*** Opening Supplied data ***
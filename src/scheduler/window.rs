//! Broadcast windows and time-of-day classification
//!
//! A tick is classified purely from wall-clock time in a fixed reference
//! timezone. Windows are half-open `[start, end)`. A time that matches no
//! window, or more than one, is `Dormant`.

use chrono::{DateTime, FixedOffset, NaiveDate, NaiveTime, Offset, TimeZone, Utc};
use serde::{Deserialize, Serialize};

use super::error::{SchedulerError, SchedulerResult};
use crate::models::BroadcastType;

/// Largest accepted distance from UTC, in minutes
pub const MAX_UTC_OFFSET_MINUTES: i32 = 18 * 60;

/// Default reference timezone (UTC+03:00)
pub const DEFAULT_UTC_OFFSET_MINUTES: i32 = 180;

// ============================================================================
// Broadcast Window
// ============================================================================

/// A time-of-day range during which one broadcast type may fire
#[derive(Debug, Clone, PartialEq, Eq, Serialize, Deserialize)]
pub struct BroadcastWindow {
    /// Window name (e.g. "morning")
    pub name: String,

    /// Inclusive start, reference timezone
    #[serde(with = "hhmm")]
    pub start: NaiveTime,

    /// Exclusive end, reference timezone
    #[serde(with = "hhmm")]
    pub end: NaiveTime,

    /// Broadcast fired in this window
    pub broadcast_type: BroadcastType,
}

impl BroadcastWindow {
    /// Create a new window
    pub fn new(
        name: impl Into<String>,
        start: NaiveTime,
        end: NaiveTime,
        broadcast_type: BroadcastType,
    ) -> Self {
        Self {
            name: name.into(),
            start,
            end,
            broadcast_type,
        }
    }

    /// Create a window from `HH:MM` strings
    pub fn parse(
        name: impl Into<String>,
        start: &str,
        end: &str,
        broadcast_type: BroadcastType,
    ) -> SchedulerResult<Self> {
        let window = Self::new(name, parse_hhmm(start)?, parse_hhmm(end)?, broadcast_type);
        window.validate()?;
        Ok(window)
    }

    /// Morning wisdom window, 06:00-12:00
    pub fn morning() -> Self {
        Self::new("morning", hm(6, 0), hm(12, 0), BroadcastType::Wisdom)
    }

    /// Evening quiz window, 18:00-23:00
    pub fn evening() -> Self {
        Self::new("evening", hm(18, 0), hm(23, 0), BroadcastType::Quiz)
    }

    /// Whether `time` falls inside `[start, end)`
    pub fn contains(&self, time: NaiveTime) -> bool {
        self.start <= time && time < self.end
    }

    /// Whether two windows share any instant
    pub fn overlaps(&self, other: &BroadcastWindow) -> bool {
        self.start < other.end && other.start < self.end
    }

    /// Validate a single window
    pub fn validate(&self) -> SchedulerResult<()> {
        if self.name.trim().is_empty() {
            return Err(SchedulerError::invalid_window("", "name cannot be empty"));
        }

        if self.start >= self.end {
            return Err(SchedulerError::invalid_window(
                &self.name,
                format!(
                    "start {} must precede end {}",
                    self.start.format("%H:%M"),
                    self.end.format("%H:%M")
                ),
            ));
        }

        if self.broadcast_type == BroadcastType::Manual {
            return Err(SchedulerError::invalid_window(
                &self.name,
                "manual broadcasts are not window-driven",
            ));
        }

        Ok(())
    }
}

/// Default window set: morning wisdom and evening quiz
pub fn default_windows() -> Vec<BroadcastWindow> {
    vec![BroadcastWindow::morning(), BroadcastWindow::evening()]
}

/// Validate a set of windows: each well-formed and pairwise disjoint
pub fn validate_windows(windows: &[BroadcastWindow]) -> SchedulerResult<()> {
    if windows.is_empty() {
        return Err(SchedulerError::NoWindows);
    }

    for window in windows {
        window.validate()?;
    }

    for (i, a) in windows.iter().enumerate() {
        for b in &windows[i + 1..] {
            if a.overlaps(b) {
                return Err(SchedulerError::OverlappingWindows {
                    first: a.name.clone(),
                    second: b.name.clone(),
                });
            }
        }
    }

    Ok(())
}

/// Parse an `HH:MM` time of day
pub fn parse_hhmm(value: &str) -> SchedulerResult<NaiveTime> {
    NaiveTime::parse_from_str(value.trim(), "%H:%M").map_err(|_| SchedulerError::InvalidTime {
        value: value.to_string(),
    })
}

fn hm(hour: u32, minute: u32) -> NaiveTime {
    NaiveTime::from_hms_opt(hour, minute, 0).unwrap_or(NaiveTime::MIN)
}

mod hhmm {
    use chrono::NaiveTime;
    use serde::{Deserialize, Deserializer, Serializer};

    pub fn serialize<S: Serializer>(time: &NaiveTime, serializer: S) -> Result<S::Ok, S::Error> {
        serializer.serialize_str(&time.format("%H:%M").to_string())
    }

    pub fn deserialize<'de, D: Deserializer<'de>>(deserializer: D) -> Result<NaiveTime, D::Error> {
        let raw = String::deserialize(deserializer)?;
        super::parse_hhmm(&raw).map_err(serde::de::Error::custom)
    }
}

// ============================================================================
// Classification
// ============================================================================

/// Classification of a single tick
#[derive(Debug, Clone, PartialEq, Eq)]
pub enum WindowState {
    /// No broadcast is due
    Dormant,

    /// Inside a configured window
    Active {
        window: String,
        broadcast_type: BroadcastType,
    },
}

impl WindowState {
    /// Window name, or "dormant"
    pub fn label(&self) -> &str {
        match self {
            Self::Dormant => "dormant",
            Self::Active { window, .. } => window,
        }
    }

    pub fn broadcast_type(&self) -> Option<BroadcastType> {
        match self {
            Self::Dormant => None,
            Self::Active { broadcast_type, .. } => Some(*broadcast_type),
        }
    }

    pub fn is_dormant(&self) -> bool {
        matches!(self, Self::Dormant)
    }
}

/// Upcoming window start
#[derive(Debug, Clone, PartialEq, Eq, Serialize)]
#[serde(rename_all = "camelCase")]
pub struct NextWindow {
    pub name: String,
    pub broadcast_type: BroadcastType,
    pub starts_at: DateTime<FixedOffset>,
}

/// Validated window set bound to a reference timezone
#[derive(Debug, Clone)]
pub struct WindowSchedule {
    windows: Vec<BroadcastWindow>,
    offset: FixedOffset,
}

impl WindowSchedule {
    /// Create a schedule; rejects malformed or overlapping windows
    pub fn new(windows: Vec<BroadcastWindow>, utc_offset_minutes: i32) -> SchedulerResult<Self> {
        validate_windows(&windows)?;
        let offset = offset_from_minutes(utc_offset_minutes)?;
        Ok(Self { windows, offset })
    }

    /// Default windows at UTC+03:00
    pub fn with_defaults() -> Self {
        Self {
            windows: default_windows(),
            offset: offset_from_minutes(DEFAULT_UTC_OFFSET_MINUTES).unwrap_or_else(|_| Utc.fix()),
        }
    }

    pub fn windows(&self) -> &[BroadcastWindow] {
        &self.windows
    }

    pub fn offset(&self) -> FixedOffset {
        self.offset
    }

    /// Wall-clock time in the reference timezone
    pub fn local(&self, now: DateTime<Utc>) -> DateTime<FixedOffset> {
        now.with_timezone(&self.offset)
    }

    /// Calendar date in the reference timezone
    pub fn local_date(&self, now: DateTime<Utc>) -> NaiveDate {
        self.local(now).date_naive()
    }

    /// Classify a time of day
    pub fn classify_time(&self, time: NaiveTime) -> WindowState {
        let mut matching = self.windows.iter().filter(|w| w.contains(time));
        match (matching.next(), matching.next()) {
            (Some(window), None) => WindowState::Active {
                window: window.name.clone(),
                broadcast_type: window.broadcast_type,
            },
            // No match, or ambiguous overlap
            _ => WindowState::Dormant,
        }
    }

    /// Classify an instant
    pub fn classify(&self, now: DateTime<Utc>) -> WindowState {
        self.classify_time(self.local(now).time())
    }

    /// The next window start strictly after `now`
    pub fn next_window(&self, now: DateTime<Utc>) -> Option<NextWindow> {
        let local = self.local(now);
        let today = local.date_naive();
        let time = local.time();

        self.windows
            .iter()
            .filter_map(|window| {
                let day = if window.start > time {
                    today
                } else {
                    today.succ_opt()?
                };
                let starts_at = self
                    .offset
                    .from_local_datetime(&day.and_time(window.start))
                    .single()?;
                Some(NextWindow {
                    name: window.name.clone(),
                    broadcast_type: window.broadcast_type,
                    starts_at,
                })
            })
            .min_by_key(|next| next.starts_at)
    }
}

/// Convert minutes east of UTC into a fixed offset
pub fn offset_from_minutes(minutes: i32) -> SchedulerResult<FixedOffset> {
    if minutes.abs() > MAX_UTC_OFFSET_MINUTES {
        return Err(SchedulerError::InvalidOffset { minutes });
    }
    FixedOffset::east_opt(minutes * 60).ok_or(SchedulerError::InvalidOffset { minutes })
}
*** Closing Supplied data ***
#### [Goal of the exercise]
Please copy, exactly and with nothing else, the lines above beginning at the line that has "date in the reference timezone" and ending with the line that has "Classify an instant".

#### [Answer to this problem]
    /// Calendar date in the reference timezone
    pub fn local_date(&self, now: DateTime<Utc>) -> NaiveDate {
        self.local(now).date_naive()
    }

    /// Classify a time of day
    pub fn classify_time(&self, time: NaiveTime) -> WindowState {
        let mut matching = self.windows.iter().filter(|w| w.contains(time));
        match (matching.next(), matching.next()) {
            (Some(window), None) => WindowState::Active {
                window: window.name.clone(),
                broadcast_type: window.broadcast_type,
            },
            // No match, or ambiguous overlap
            _ => WindowState::Dormant,
        }
    }

    /// Classify an instant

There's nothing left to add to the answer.